A noite de quarta-feira me encontrou no
aeroporto, esperando por Íris. Sentei-me e fiquei olhando as mulheres que
passavam. Nenhuma delas - só uma ou duas - era tão bonita quanto Íris. Havia
algo errado comigo: eu pensava demais em sexo.
Cada mulher que eu via, logo a imaginava na
cama ao meu lado. Era um jeito interessante de matar o tempo num aeroporto,
melhor que ler jornais velhos ou ouvir anúncios idiotas pelo alto-falante.
Mulheres: eu gostava das cores de suas
roupas; do jeito como andavam, com aquela mistura de graça e determinação; da
crueldade em algumas faces, aquele olhar que cortava como faca.
De vez em quando, surgia um rosto de beleza
quase pura, total e completamente feminina, que me fazia parar e pensar no
quanto a vida era uma merda desigual. Elas levavam vantagem sobre nós:
planejavam melhor as coisas, eram mais organizadas, mais frias quando
precisavam ser.
Enquanto os homens assistiam a futebol,
tomavam cerveja ou jogavam boliche, elas, as mulheres, pensavam em nós -
concentradas, estudiosas, decididas a nos aceitar, nos descartar, nos trocar,
nos matar ou simplesmente nos abandonar.
No fim das contas, pouco importava o que
decidissem. Seja lá o que fosse, a gente acabava mesmo na solidão e na loucura,
bebendo sozinho à noite, olhando para o teto e imaginando por que tudo sempre
dava errado.
Era assim que o mundo girava: sexo, poder,
ilusão. E eu, ali no aeroporto, só esperando a próxima dose de caos.
Mulheres, de Charles Bukowski
Esse trecho é do romance Mulheres (Women,
1978), um dos mais famosos de Charles Bukowski.
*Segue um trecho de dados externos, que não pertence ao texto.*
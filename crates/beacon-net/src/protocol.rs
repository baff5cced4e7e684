use std::time::Duration;

use libp2p::request_response::{self, ProtocolSupport};
use libp2p::swarm::NetworkBehaviour;
use libp2p::StreamProtocol;

use crate::codec::LengthPrefixedCbor;
use crate::messages::{BeaconRequest, BeaconResponse, DkgRequest, DkgResponse};

/// Node-to-node partial-signature and catch-up traffic (§6 family 1).
pub const BEACON_PROTOCOL: StreamProtocol = StreamProtocol::new("/beacon/sign/1.0.0");
/// DKG packet delivery during a ceremony (§6 family 3).
pub const DKG_PROTOCOL: StreamProtocol = StreamProtocol::new("/beacon/dkg/1.0.0");

pub type BeaconCodec = LengthPrefixedCbor<BeaconRequest, BeaconResponse>;
pub type DkgCodec = LengthPrefixedCbor<DkgRequest, DkgResponse>;

fn request_response_config() -> request_response::Config {
    request_response::Config::default().with_request_timeout(Duration::from_secs(20))
}

/// The libp2p behaviour combining both protocol families this workspace
/// drives over the authenticated transport. A third, client-facing
/// surface (§6 family 2) is served separately over HTTP — see
/// `client_api` — since it has no peer identity to authenticate beyond
/// ordinary TLS termination, which is out of scope (§1, excluded
/// collaborators).
#[derive(NetworkBehaviour)]
pub struct BeaconBehaviour {
    pub beacon: request_response::Behaviour<BeaconCodec>,
    pub dkg: request_response::Behaviour<DkgCodec>,
}

impl BeaconBehaviour {
    pub fn new() -> Self {
        let beacon = request_response::Behaviour::with_codec(
            LengthPrefixedCbor::new(),
            [(BEACON_PROTOCOL, ProtocolSupport::Full)],
            request_response_config(),
        );
        let dkg = request_response::Behaviour::with_codec(
            LengthPrefixedCbor::new(),
            [(DKG_PROTOCOL, ProtocolSupport::Full)],
            request_response_config(),
        );
        Self { beacon, dkg }
    }
}

impl Default for BeaconBehaviour {
    fn default() -> Self {
        Self::new()
    }
}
O narrador é Henry Chinaski, o
alter ego semi-autobiográfico do autor: um escritor alcoólatra na casa dos 50
anos, cínico, obcecado por sexo, álcool e corridas de cavalos, que vive uma
vida marginal em Los Angeles.
No livro todo, Chinaski, após anos de
"seca" sexual, começa a atrair dezenas de mulheres - muitas jovens e
admiradoras de sua poesia - graças ao sucesso tardio como escritor.
Elas o procuram por cartas, telefonemas ou
viagens, fascinadas pelo homem por trás dos textos crus. Ele as recebe, transa
com elas, bebe excessivamente, briga, reconcilia e, no fim, as relações sempre
desmoronam em ciúmes, violência ou tédio.
Especificamente sobre Íris - uma das muitas
amantes no livro -: ela é uma mulher que Chinaski encontra em uma de suas fases
de excessos. Ele vai buscá-la no aeroporto após ela viajar, e o encontro leva a
mais sexo intenso, bebedeiras e conversas tagarelas (no original, Íris é
descrita como falante, o que irrita um pouco Chinaski).
Logo após essa cena, eles vão para casa dele,
bebem, transam, e o padrão se repete: atração inicial explosiva seguida de
desgaste. Íris não é uma das relações mais longas (como Lydia ou Sara), mas
ilustra o ciclo vicioso do livro - mulheres vindo e indo, sempre deixando
Chinaski mais vazio, apesar do prazer momentâneo.
O romance é uma confissão brutal sobre desejo
masculino, medo de compromisso, alcoolismo e a impossibilidade de conexões
reais. Bukowski escreveu isso em uma fase de fama crescente, refletindo sua
própria vida cheia de amantes, brigas e ressacas.
Muitos leitores veem misógino à primeira vista, mas outros interpretam como uma crítica honesta à fragilidade humana (de ambos os sexos).